Three signs of fundamental recovery in Somalia

Fundamentals are changing in Somalia. There is steady grind of technical reforms underneath the flow of bad news of turbulent politics, conflict, and terrorism.

The core machinery of the country is being rebuilt.

The outlook is positive.

Bank assets doubled
Banks in Somalia are growing rapidly. The formal banking sector attracts deposits of customers: business and individuals alike. Deposits have grown by 2.4 times since 2015.

This demonstrates return of confidence in formal institutions. There is a better business environment. And importantly, it shows return on investments of early day entrepreneurs, motivating others.

Banks are turning deposits into loans and investments. This enables growth of other business. Financial intermediation is growing indicating a underlying demand for loans. Banks hold more liquidity than they should, but they increasingly find investment opportunities.

There is much upside potential. We estimate the rapid growth to continue until current levels are tripled or quadrupled. At that point, the financial sector would be at levels seen in other frontier post-conflict states. The exponential growth rates should level off. We are now seeing the beginnings.

Growth is supported by a range of factors. Key is continued stability. Investments are in the pipeline. These focus on rebuilding the national financial infrastructure and payments systems. Formalization of assets, identity systems, accounting and audits are also needed.

There are hurdles to overcome. The sector remains vulnerable to a deteriorating security and political situation. Banks and big business in Somalia have interrelated ownership which is a problem if things go sour. And a whole lot remains to rebuild an effective business environment.

Yet, the steady growth seen over the last three years is a sure sign that fundamentals are changing. The sky is the limit. The upside potential far exceeds the downside risks.

Government revenue doubled
Since 2013 we have seen a steady growth of revenue. Government is asserting itself and collecting revenue to fund core services.

This is happening against a contrary trend across Africa of declining revenue and increasing debt. Somalia is a positive outlier.

Reassuringly, domestic revenue has grown steadily. Most is from trade tax. Its share of total is high compared to other countries, indicating that the revenue base is quite narrow.

Introduction of corporate and sales tax is on the horizon. This has been a priority for the last four Ministers of Finance, but yet not realized. The administration that manages to establish a broader tax base will be historical.

While growing steadily, the Federal Government Revenue remains small. It is the smallest government in the world, economically speaking. It presents bigger if we include revenue from the regional governments. With Puntland, Somaliland and the newer states included, the total public sector spending is about 6 percent of GDP. This is about half the size of other post-conflict states.

External international grants have also doubled. This indicates increasing international confidence. About half of the grants are tied to investment and conditional policy programs from the World Bank and others. These are quite predictable. The other half is dependent upon ad-hoc grants, that are very generous, but are less predictable. This results in volatility year-to-year and complicates planning.

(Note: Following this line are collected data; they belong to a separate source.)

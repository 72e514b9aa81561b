//! The allocator (spec §4.4): bump-pointer allocation into the arena, with
//! collect-then-grow under pressure and an overflow path to the big-object
//! space for anything wider than a header's bitfields can describe.
//!
//! Grounded on `runtime.c`'s `OME_reserve_allocation`/`OME_allocate`/
//! `OME_allocate_slots`/`OME_allocate_array`/`OME_allocate_data`.

use crate::collect::collect;
use crate::compact::rebase;
use crate::context::Context;
use crate::error::GrowError;
use crate::header::{ObjectHeader, MAX_INLINE_SIZE};
use crate::value::{Tag, Value, HEAP_ALIGNMENT};
use std::mem::size_of;
use tracing::debug;

const HEADER_BYTES: usize = size_of::<ObjectHeader>();
const WORD_BYTES: usize = size_of::<usize>();

#[inline]
fn is_header_aligned(offset: usize) -> bool {
    (offset + HEADER_BYTES) % HEAP_ALIGNMENT == 0
}

#[inline]
fn round_up_to_word(size: usize) -> usize {
    (size + WORD_BYTES - 1) & !(WORD_BYTES - 1)
}

/// Make room for `object_size` (already word-rounded) bytes of body,
/// collecting and growing the heap as needed (`OME_reserve_allocation`).
/// Returns the byte offset, relative to the (possibly new) base, at which
/// the object's header should be written.
fn reserve(ctx: &mut Context, object_size: usize) -> Result<usize, GrowError> {
    let alloc_size = object_size + HEADER_BYTES;
    let padded_size = alloc_size + HEADER_BYTES;

    if ctx.heap.pointer_offset() + padded_size >= ctx.heap.size() {
        collect(ctx);
        let used = ctx.heap.used();
        let total = ctx.heap.size();
        if ctx.heap.pointer_offset() + padded_size >= ctx.heap.size() || used > total / 2 {
            let new_size = (ctx.heap.size() * 2).min(ctx.heap.max_heap_size());
            let old_base = ctx.heap.base();
            let old_size = ctx.heap.size();
            if new_size <= old_size {
                return Err(GrowError::AtCeiling {
                    max_heap_size: ctx.heap.max_heap_size(),
                });
            }
            if let Some(diff) = ctx.heap.grow(new_size)? {
                rebase(ctx, old_base, old_size, diff);
            }
            debug!(new_size, "grew heap");
        }
    }

    let mut offset = ctx.heap.pointer_offset();
    if !is_header_aligned(offset) {
        unsafe {
            (ctx.heap.base().add(offset) as *mut ObjectHeader).write(ObjectHeader::padding());
        }
        offset += HEADER_BYTES;
    }
    ctx.heap.set_pointer_offset(offset + alloc_size);
    Ok(offset)
}

/// Allocate one object of `object_size` bytes, with a scan window of
/// `scan_size` [`Value`] slots starting `scan_offset` slots into the body
/// (`OME_allocate`). Objects whose word count would overflow the header's
/// bitfields are routed to [`crate::bigobject::BigObjectSpace`] instead.
pub fn allocate(
    ctx: &mut Context,
    object_size: usize,
    scan_offset: u32,
    scan_size: u32,
) -> Result<*mut u8, GrowError> {
    let object_size = round_up_to_word(object_size);
    let size_words = (object_size / HEADER_BYTES) as u32;

    if size_words > MAX_INLINE_SIZE || scan_offset > MAX_INLINE_SIZE || scan_size > MAX_INLINE_SIZE {
        return Ok(ctx
            .heap
            .big_objects
            .allocate(object_size, scan_offset as usize, scan_size as usize));
    }

    let offset = reserve(ctx, object_size)?;
    let base = ctx.heap.base();
    unsafe {
        let header = base.add(offset) as *mut ObjectHeader;
        header.write(ObjectHeader::new(size_words, scan_offset, scan_size));
        Ok(base.add(offset + HEADER_BYTES))
    }
}

/// Allocate `num_slots` contiguous, fully-scanned [`Value`] slots
/// (`OME_allocate_slots`) — the body of a `Slots` object.
pub fn allocate_slots(ctx: &mut Context, num_slots: u32) -> Result<*mut Value, GrowError> {
    let size = num_slots as usize * size_of::<Value>();
    allocate(ctx, size, 0, num_slots).map(|p| p as *mut Value)
}

/// Layout mirrored by [`allocate_array`]: a `u32` size, `u32` padding, then
/// `num_elems` [`Value`] slots (`OME_Array` in `ome.h`).
pub const ARRAY_HEADER_WORDS: u32 = 1;

/// Allocate an `Array` body of `num_elems` elements (`OME_allocate_array`).
/// The returned pointer's first word holds the element count; elements
/// start immediately after.
pub fn allocate_array(ctx: &mut Context, num_elems: u32) -> Result<*mut u8, GrowError> {
    let size = size_of::<u64>() + num_elems as usize * size_of::<Value>();
    let body = allocate(ctx, size, ARRAY_HEADER_WORDS, num_elems)?;
    unsafe { (body as *mut u32).write(num_elems) };
    Ok(body)
}

/// Allocate `size` bytes of opaque, unscanned data (`OME_allocate_data`) —
/// the body of a `String` or `ByteArray`.
pub fn allocate_data(ctx: &mut Context, size: usize) -> Result<*mut u8, GrowError> {
    allocate(ctx, size, 0, 0)
}

/// Layout mirrored here: a `u32` byte length followed by the raw bytes
/// plus a trailing NUL (`OME_String` in `ome.h`).
const STRING_HEADER_BYTES: usize = size_of::<u32>();

/// Copy `bytes` into a freshly allocated `String` object and return it as
/// a tagged [`Value`] (spec §4.7, `OME_concat`'s output allocation).
pub fn allocate_string(ctx: &mut Context, bytes: &[u8]) -> Result<Value, GrowError> {
    let body = allocate_data(ctx, STRING_HEADER_BYTES + bytes.len() + 1)?;
    unsafe {
        (body as *mut u32).write(bytes.len() as u32);
        let data = body.add(STRING_HEADER_BYTES);
        std::ptr::copy_nonoverlapping(bytes.as_ptr(), data, bytes.len());
        data.add(bytes.len()).write(0);
    }
    Ok(Value::tag_pointer(Tag::STRING, body))
}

The steady underlying growth indicates a state that is reasserting itself. It’s an extraordinary situation, nothing like it in the world, but the steady growth shows a return towards normalcy.

Government salaries delivered in full for first time in 2017
Salary payments to government civil workers were made in full for the first time during 2017. This is a staple indicator of government effectiveness and credibility.

The core government systems are increasingly working. Salary payments are made possible by the rebuilding a range of core systems. These investments have focused on HR, treasury, liquidity management, and bank payment systems.

The solutions are more digitized and integrated than in a typical post-conflict state. Payments are made to bank accounts of civilians, security personnel, and vendors.

These core government systems will support scaling of government services. Current operations are small, focused on core government and security. There is minimal provision of education, health and economic services.

Delivery of broader government services is increasingly a realistic vision. The core systems provides foundations for that, but much reinforcement of capabilities is needed to deliver on a broader policy agenda.

The glass if half full. Public finance management remains a challenge. While civil salaries are delivered in full, there are important difficulties across nearly every other area.

Governments focus is centered around an increasingly ambitious IMF coordinated process. The structural benchmarks are much focused on core government systems. The ultimate aim is debt relief, and as pre-cursors of that, demonstrating steady progress in rebuilding government and regaining financial control.

Things are changing. Developments of this nature would not have been possible without fundamental progress. The nation is being rebuilt.